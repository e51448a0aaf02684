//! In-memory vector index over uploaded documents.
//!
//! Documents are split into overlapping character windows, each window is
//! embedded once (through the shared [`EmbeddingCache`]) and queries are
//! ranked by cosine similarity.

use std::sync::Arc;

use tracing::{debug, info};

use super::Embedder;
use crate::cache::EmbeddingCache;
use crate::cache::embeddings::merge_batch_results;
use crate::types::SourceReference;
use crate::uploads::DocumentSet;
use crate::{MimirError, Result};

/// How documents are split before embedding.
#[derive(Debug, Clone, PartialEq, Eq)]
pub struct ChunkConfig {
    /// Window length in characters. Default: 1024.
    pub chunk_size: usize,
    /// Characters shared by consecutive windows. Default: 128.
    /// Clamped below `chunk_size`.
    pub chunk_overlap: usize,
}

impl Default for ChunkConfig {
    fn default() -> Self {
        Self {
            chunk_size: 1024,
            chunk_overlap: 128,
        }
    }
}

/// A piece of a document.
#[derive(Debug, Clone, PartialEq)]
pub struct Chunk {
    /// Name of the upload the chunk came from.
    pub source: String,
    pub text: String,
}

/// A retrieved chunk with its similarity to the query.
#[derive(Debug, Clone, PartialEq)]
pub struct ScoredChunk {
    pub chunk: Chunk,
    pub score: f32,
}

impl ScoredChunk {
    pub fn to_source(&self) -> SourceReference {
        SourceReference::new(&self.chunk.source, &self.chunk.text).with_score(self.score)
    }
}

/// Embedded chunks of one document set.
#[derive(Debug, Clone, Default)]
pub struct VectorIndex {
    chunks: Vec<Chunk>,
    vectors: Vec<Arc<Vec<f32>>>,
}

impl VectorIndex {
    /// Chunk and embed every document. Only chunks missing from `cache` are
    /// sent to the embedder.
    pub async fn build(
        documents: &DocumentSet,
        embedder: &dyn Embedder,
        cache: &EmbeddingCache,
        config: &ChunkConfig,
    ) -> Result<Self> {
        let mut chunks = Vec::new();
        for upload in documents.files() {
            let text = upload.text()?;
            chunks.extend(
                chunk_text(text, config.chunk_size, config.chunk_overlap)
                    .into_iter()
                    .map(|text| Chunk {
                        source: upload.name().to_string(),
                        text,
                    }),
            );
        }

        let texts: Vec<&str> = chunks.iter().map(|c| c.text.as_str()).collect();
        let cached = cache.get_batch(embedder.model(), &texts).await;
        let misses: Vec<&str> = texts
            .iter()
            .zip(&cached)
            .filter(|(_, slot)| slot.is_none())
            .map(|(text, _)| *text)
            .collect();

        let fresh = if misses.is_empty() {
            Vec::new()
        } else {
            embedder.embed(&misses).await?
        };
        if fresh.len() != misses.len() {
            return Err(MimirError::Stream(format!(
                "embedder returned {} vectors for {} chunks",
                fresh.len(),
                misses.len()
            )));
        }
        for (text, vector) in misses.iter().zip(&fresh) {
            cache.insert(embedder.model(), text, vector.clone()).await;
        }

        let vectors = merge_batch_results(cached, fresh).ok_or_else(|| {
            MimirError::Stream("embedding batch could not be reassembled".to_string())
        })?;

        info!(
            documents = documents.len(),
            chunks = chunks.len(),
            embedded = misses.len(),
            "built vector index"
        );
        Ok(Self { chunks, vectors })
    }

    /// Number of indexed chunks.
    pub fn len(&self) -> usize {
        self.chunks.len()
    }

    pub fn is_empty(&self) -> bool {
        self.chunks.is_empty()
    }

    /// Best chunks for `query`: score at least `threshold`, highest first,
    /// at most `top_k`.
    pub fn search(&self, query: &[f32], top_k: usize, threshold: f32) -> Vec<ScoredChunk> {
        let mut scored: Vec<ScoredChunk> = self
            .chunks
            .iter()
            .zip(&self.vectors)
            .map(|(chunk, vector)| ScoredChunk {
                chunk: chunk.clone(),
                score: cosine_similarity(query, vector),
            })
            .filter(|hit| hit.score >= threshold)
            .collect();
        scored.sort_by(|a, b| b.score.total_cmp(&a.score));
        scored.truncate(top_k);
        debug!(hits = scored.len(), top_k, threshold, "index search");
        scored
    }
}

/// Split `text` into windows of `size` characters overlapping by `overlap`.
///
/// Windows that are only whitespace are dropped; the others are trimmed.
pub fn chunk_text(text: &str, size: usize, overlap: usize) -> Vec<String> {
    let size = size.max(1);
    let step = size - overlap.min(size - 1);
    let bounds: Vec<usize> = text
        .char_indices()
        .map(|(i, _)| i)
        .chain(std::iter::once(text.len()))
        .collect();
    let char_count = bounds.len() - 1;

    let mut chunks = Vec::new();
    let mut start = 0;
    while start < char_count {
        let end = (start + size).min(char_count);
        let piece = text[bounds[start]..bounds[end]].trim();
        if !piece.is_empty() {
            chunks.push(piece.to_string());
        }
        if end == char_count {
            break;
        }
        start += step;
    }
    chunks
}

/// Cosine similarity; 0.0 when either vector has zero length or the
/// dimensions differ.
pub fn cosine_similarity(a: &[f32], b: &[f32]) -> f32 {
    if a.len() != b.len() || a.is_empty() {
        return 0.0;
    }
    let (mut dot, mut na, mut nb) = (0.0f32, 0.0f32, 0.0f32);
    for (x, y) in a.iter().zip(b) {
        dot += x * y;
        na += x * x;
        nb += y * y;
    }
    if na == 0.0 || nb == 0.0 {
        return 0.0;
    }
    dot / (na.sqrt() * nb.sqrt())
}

= = = = = = =

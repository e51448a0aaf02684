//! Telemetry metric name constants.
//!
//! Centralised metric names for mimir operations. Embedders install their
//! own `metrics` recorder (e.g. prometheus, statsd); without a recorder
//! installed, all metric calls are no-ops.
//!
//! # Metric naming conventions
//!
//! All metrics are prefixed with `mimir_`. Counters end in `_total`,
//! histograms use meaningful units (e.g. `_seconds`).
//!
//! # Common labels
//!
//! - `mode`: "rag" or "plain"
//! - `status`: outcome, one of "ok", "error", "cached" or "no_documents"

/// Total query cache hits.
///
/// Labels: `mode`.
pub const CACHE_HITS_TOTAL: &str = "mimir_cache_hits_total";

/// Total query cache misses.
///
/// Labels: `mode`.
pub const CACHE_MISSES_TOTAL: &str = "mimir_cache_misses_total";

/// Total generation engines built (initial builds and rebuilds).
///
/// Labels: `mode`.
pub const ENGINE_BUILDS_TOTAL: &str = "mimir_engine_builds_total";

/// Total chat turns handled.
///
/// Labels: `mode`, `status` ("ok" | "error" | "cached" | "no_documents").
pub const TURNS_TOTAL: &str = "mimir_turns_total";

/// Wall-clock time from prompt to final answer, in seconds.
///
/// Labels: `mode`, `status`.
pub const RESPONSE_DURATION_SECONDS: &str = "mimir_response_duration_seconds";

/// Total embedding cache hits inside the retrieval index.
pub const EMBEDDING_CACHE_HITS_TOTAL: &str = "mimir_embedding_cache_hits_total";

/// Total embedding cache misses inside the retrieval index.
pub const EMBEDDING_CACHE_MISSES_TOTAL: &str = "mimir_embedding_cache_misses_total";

= = = = = = =

> _What to do_: Which lines in the listing have the string "EmbeddingCache"? Pick them out and copy them.

> _Solution_:
//! embedded once (through the shared [`EmbeddingCache`]) and queries are
use crate::cache::EmbeddingCache;
        cache: &EmbeddingCache,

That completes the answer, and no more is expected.